WORK ITEM: Work out how many lines in these entries include the string "payload", and give only that figure.

EXTRACTED RECORDS:
_ _ _ _ _ _ _

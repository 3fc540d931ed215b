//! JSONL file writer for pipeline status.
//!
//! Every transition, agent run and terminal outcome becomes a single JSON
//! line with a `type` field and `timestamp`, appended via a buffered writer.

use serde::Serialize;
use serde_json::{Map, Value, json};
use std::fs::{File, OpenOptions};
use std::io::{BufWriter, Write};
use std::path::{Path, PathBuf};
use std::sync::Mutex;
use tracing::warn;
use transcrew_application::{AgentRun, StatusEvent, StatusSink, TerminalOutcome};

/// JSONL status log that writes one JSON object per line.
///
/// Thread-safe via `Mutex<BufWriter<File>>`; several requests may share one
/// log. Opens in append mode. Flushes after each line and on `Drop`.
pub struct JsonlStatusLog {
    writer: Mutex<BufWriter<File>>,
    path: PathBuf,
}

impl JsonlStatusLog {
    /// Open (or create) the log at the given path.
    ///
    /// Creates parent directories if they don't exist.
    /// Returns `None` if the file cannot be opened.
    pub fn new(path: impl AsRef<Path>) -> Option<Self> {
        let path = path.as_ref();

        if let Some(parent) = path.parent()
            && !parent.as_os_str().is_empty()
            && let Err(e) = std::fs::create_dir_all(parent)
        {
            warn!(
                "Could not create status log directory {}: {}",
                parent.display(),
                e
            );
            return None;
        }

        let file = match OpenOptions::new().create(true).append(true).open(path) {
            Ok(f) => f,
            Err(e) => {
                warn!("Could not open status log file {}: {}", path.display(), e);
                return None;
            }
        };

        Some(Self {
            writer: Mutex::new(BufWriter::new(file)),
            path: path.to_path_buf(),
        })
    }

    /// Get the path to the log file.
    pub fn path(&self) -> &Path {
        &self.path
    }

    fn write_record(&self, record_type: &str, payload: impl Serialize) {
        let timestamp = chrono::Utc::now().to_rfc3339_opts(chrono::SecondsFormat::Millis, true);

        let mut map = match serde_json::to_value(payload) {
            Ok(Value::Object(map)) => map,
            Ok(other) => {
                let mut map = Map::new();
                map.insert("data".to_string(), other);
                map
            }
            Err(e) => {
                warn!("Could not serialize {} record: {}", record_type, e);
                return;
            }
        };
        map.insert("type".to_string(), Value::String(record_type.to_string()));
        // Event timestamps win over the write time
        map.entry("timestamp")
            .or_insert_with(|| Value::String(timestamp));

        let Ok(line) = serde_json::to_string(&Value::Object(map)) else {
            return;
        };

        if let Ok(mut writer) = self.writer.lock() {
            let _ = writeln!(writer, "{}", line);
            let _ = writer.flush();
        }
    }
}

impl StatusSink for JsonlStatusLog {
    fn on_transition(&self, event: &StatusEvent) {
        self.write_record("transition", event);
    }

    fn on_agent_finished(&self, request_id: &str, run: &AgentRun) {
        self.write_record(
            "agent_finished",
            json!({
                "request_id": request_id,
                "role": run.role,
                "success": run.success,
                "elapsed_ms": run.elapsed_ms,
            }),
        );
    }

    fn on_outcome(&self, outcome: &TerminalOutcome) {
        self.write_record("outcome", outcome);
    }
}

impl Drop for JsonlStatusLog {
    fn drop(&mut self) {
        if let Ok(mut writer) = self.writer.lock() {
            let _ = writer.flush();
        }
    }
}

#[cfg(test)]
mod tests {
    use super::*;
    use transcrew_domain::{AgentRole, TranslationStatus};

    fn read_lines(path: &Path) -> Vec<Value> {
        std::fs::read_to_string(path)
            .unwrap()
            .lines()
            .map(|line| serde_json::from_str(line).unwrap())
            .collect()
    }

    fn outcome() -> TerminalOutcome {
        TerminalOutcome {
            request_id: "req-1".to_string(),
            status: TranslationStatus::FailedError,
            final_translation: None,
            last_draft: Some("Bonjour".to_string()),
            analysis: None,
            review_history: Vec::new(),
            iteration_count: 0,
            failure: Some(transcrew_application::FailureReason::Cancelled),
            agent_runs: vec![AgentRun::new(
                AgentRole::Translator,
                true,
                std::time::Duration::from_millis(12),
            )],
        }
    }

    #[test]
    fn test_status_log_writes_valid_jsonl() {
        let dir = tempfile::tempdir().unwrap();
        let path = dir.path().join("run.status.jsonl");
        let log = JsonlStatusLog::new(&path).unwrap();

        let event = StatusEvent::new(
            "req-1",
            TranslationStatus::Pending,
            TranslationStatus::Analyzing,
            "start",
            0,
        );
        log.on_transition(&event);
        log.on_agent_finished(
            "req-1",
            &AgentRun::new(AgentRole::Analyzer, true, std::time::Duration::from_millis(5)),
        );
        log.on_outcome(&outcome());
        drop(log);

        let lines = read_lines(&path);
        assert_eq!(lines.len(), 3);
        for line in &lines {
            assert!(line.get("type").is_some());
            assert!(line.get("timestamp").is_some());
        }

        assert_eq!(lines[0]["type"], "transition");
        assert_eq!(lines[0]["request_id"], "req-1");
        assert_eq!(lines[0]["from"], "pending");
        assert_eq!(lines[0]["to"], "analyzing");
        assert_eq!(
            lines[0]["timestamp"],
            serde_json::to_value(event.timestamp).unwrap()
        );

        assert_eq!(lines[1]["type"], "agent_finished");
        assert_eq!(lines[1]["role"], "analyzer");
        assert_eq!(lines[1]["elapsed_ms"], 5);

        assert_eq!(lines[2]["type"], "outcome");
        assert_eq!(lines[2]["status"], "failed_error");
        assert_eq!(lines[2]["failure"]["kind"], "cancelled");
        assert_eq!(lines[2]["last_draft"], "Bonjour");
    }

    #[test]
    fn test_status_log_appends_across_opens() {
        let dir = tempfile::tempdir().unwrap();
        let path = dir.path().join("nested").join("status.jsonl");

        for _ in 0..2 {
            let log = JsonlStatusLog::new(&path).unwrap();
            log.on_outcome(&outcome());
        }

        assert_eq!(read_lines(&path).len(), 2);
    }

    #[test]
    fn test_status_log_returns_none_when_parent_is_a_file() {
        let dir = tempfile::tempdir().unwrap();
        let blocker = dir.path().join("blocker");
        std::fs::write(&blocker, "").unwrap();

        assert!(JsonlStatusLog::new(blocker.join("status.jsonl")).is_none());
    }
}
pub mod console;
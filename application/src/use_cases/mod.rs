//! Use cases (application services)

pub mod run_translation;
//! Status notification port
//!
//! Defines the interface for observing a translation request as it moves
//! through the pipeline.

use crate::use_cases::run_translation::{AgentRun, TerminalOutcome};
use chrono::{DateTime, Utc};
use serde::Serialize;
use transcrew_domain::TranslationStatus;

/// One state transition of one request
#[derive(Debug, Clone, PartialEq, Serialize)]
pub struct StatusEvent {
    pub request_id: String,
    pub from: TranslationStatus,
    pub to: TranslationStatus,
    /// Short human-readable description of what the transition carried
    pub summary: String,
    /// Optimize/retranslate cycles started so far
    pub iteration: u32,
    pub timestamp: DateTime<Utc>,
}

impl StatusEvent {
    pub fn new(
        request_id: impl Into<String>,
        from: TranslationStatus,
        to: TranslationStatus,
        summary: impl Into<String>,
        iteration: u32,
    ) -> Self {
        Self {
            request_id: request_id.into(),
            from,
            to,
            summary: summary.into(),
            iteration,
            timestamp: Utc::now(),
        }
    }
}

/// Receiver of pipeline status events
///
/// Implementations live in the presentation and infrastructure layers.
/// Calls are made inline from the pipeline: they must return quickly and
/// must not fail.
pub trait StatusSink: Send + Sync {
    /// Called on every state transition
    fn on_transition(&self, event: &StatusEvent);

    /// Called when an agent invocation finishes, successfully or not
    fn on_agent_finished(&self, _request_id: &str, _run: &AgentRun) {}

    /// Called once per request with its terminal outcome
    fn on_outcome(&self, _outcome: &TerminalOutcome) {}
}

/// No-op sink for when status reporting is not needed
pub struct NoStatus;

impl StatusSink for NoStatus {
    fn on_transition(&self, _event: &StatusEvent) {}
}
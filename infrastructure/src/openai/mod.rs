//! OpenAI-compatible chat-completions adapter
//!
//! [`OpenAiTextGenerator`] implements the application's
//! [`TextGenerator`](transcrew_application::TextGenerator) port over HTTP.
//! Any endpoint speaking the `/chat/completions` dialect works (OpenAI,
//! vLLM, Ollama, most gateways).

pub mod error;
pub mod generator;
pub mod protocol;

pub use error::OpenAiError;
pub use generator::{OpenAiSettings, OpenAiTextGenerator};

_ _ _ _ _ _ _

TASK OUTPUT: 2